Go through each line of the records below and count those with the word "clause"; give only the total.

Dataset entries

/---

// file: src/query/expr.rs
// description: structured query expressions rendered to CQL or JQL
// reference: https://developer.atlassian.com/cloud/confluence/advanced-searching-using-cql/

use std::fmt;

/// Right-hand side of a clause.
#[derive(Debug, Clone, PartialEq, Eq)]
pub enum Value {
    /// Rendered inside double quotes with `\` and `"` escaped.
    Quoted(String),
    /// Rendered verbatim. Only for keywords and identifiers.
    Bare(String),
}

impl Value {
    pub fn quoted(text: impl Into<String>) -> Self {
        Value::Quoted(text.into())
    }

    /// Bare when the identifier is a plain token, quoted otherwise.
    pub fn identifier(id: impl Into<String>) -> Self {
        let id = id.into();
        let plain = !id.is_empty()
            && id
                .chars()
                .all(|c| c.is_ascii_alphanumeric() || c == '-' || c == '_');
        if plain { Value::Bare(id) } else { Value::Quoted(id) }
    }
}

impl fmt::Display for Value {
    fn fmt(&self, f: &mut fmt::Formatter<'_>) -> fmt::Result {
        match self {
            Value::Bare(token) => f.write_str(token),
            Value::Quoted(text) => {
                f.write_str("\"")?;
                for c in text.chars() {
                    match c {
                        '"' => f.write_str("\\\"")?,
                        '\\' => f.write_str("\\\\")?,
                        _ => write!(f, "{}", c)?,
                    }
                }
                f.write_str("\"")
            }
        }
    }
}

#[derive(Debug, Clone, PartialEq, Eq)]
pub enum Expr {
    /// `field ~ value`
    Contains { field: String, value: Value },
    /// `field = value`
    Equals { field: String, value: Value },
    /// `field in (v1, v2)`
    In { field: String, values: Vec<Value> },
    Not(Box<Expr>),
    And(Vec<Expr>),
    Or(Vec<Expr>),
}

impl Expr {
    pub fn contains(field: &str, text: &str) -> Self {
        Expr::Contains {
            field: field.to_string(),
            value: Value::quoted(text),
        }
    }

    pub fn equals(field: &str, value: Value) -> Self {
        Expr::Equals {
            field: field.to_string(),
            value,
        }
    }

    pub fn not_equals(field: &str, value: Value) -> Self {
        Expr::Not(Box::new(Expr::equals(field, value)))
    }

    pub fn is_in(field: &str, values: Vec<Value>) -> Self {
        Expr::In {
            field: field.to_string(),
            values,
        }
    }

    /// Conjunction of `parts`; `None` when empty, the lone part when there is one.
    pub fn all(parts: Vec<Expr>) -> Option<Expr> {
        Self::combine(parts, Expr::And)
    }

    /// Disjunction of `parts`; `None` when empty, the lone part when there is one.
    pub fn any(parts: Vec<Expr>) -> Option<Expr> {
        Self::combine(parts, Expr::Or)
    }

    fn combine(mut parts: Vec<Expr>, wrap: fn(Vec<Expr>) -> Expr) -> Option<Expr> {
        match parts.len() {
            0 => None,
            1 => parts.pop(),
            _ => Some(wrap(parts)),
        }
    }

    /// True when some clause of the tree is `field != value`.
    pub fn has_exclusion(&self, field: &str, value: &Value) -> bool {
        match self {
            Expr::Not(inner) => matches!(
                inner.as_ref(),
                Expr::Equals { field: f, value: v } if f == field && v == value
            ),
            Expr::And(parts) | Expr::Or(parts) => {
                parts.iter().any(|p| p.has_exclusion(field, value))
            }
            _ => false,
        }
    }

    fn is_compound(&self) -> bool {
        matches!(self, Expr::And(parts) | Expr::Or(parts) if parts.len() > 1)
    }

    fn write_joined(f: &mut fmt::Formatter<'_>, parts: &[Expr], op: &str) -> fmt::Result {
        for (i, part) in parts.iter().enumerate() {
            if i > 0 {
                write!(f, " {} ", op)?;
            }
            if part.is_compound() {
                write!(f, "({})", part)?;
            } else {
                write!(f, "{}", part)?;
            }
        }
        Ok(())
    }

    fn write_values(f: &mut fmt::Formatter<'_>, values: &[Value]) -> fmt::Result {
        f.write_str("(")?;
        for (i, value) in values.iter().enumerate() {
            if i > 0 {
                f.write_str(", ")?;
            }
            write!(f, "{}", value)?;
        }
        f.write_str(")")
    }
}

impl fmt::Display for Expr {
    fn fmt(&self, f: &mut fmt::Formatter<'_>) -> fmt::Result {
        match self {
            Expr::Contains { field, value } => write!(f, "{} ~ {}", field, value),
            Expr::Equals { field, value } => write!(f, "{} = {}", field, value),
            Expr::In { field, values } => {
                write!(f, "{} in ", field)?;
                Self::write_values(f, values)
            }
            Expr::Not(inner) => match inner.as_ref() {
                Expr::Equals { field, value } => write!(f, "{} != {}", field, value),
                Expr::In { field, values } => {
                    write!(f, "{} not in ", field)?;
                    Self::write_values(f, values)
                }
                other => write!(f, "NOT ({})", other),
            },
            Expr::And(parts) => Self::write_joined(f, parts, "AND"),
            Expr::Or(parts) => Self::write_joined(f, parts, "OR"),
        }
    }
}

#[derive(Debug, Clone, Copy, PartialEq, Eq)]
pub enum SortDirection {
    Asc,
    Desc,
}

/// A filter plus an optional ordering, e.g. a full JQL statement.
#[derive(Debug, Clone, PartialEq, Eq)]
pub struct Query {
    pub filter: Expr,
    pub order_by: Option<(String, SortDirection)>,
}

impl Query {
    pub fn new(filter: Expr) -> Self {
        Self {
            filter,
            order_by: None,
        }
    }

    pub fn order_by(mut self, field: &str, direction: SortDirection) -> Self {
        self.order_by = Some((field.to_string(), direction));
        self
    }
}

impl fmt::Display for Query {
    fn fmt(&self, f: &mut fmt::Formatter<'_>) -> fmt::Result {
        write!(f, "{}", self.filter)?;
        if let Some((field, direction)) = &self.order_by {
            let dir = match direction {
                SortDirection::Asc => "ASC",
                SortDirection::Desc => "DESC",
            };
            write!(f, " ORDER BY {} {}", field, dir)?;
        }
        Ok(())
    }
}

#[cfg(test)]
mod tests {
    use super::*;
    use pretty_assertions::assert_eq;

    #[test]
    fn test_quoting_escapes_specials() {
        let expr = Expr::contains("title", r#"say "hi" \o/"#);
        assert_eq!(expr.to_string(), r#"title ~ "say \"hi\" \\o/""#);
    }

    #[test]
    fn test_identifier_values() {
        assert_eq!(Value::identifier("12345"), Value::Bare("12345".into()));
        assert_eq!(Value::identifier("OPS-7"), Value::Bare("OPS-7".into()));
        assert_eq!(
            Value::identifier("1 OR 1=1"),
            Value::Quoted("1 OR 1=1".into())
        );
    }

    #[test]
    fn test_nested_groups_are_parenthesized() {
        let kw = Expr::any(vec![
            Expr::contains("title", "alpha"),
            Expr::contains("title", "beta"),
        ])
        .unwrap();
        let filter = Expr::all(vec![
            Expr::equals("type", Value::Bare("page".into())),
            Expr::not_equals("id", Value::identifier("9")),
            kw,
        ])
        .unwrap();

        assert_eq!(
            filter.to_string(),
            r#"type = page AND id != 9 AND (title ~ "alpha" OR title ~ "beta")"#
        );
    }

    #[test]
    fn test_single_part_is_not_wrapped() {
        let only = Expr::any(vec![Expr::contains("summary", "deploy")]).unwrap();
        assert!(matches!(only, Expr::Contains { .. }));
        assert!(Expr::all(vec![]).is_none());
    }

    #[test]
    fn test_negations_and_in_lists() {
        let values = vec![Value::quoted("a"), Value::quoted("b")];
        assert_eq!(
            Expr::is_in("labels", values.clone()).to_string(),
            r#"labels in ("a", "b")"#
        );
        assert_eq!(
            Expr::Not(Box::new(Expr::is_in("labels", values))).to_string(),
            r#"labels not in ("a", "b")"#
        );
        assert_eq!(
            Expr::Not(Box::new(Expr::contains("title", "x"))).to_string(),
            r#"NOT (title ~ "x")"#
        );
    }

    #[test]
    fn test_query_order_by() {
        let query = Query::new(Expr::not_equals("issuekey", Value::identifier("OPS-1")))
            .order_by("updated", SortDirection::Desc);
        assert_eq!(query.to_string(), "issuekey != OPS-1 ORDER BY updated DESC");
    }
}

\---

Written answer – 2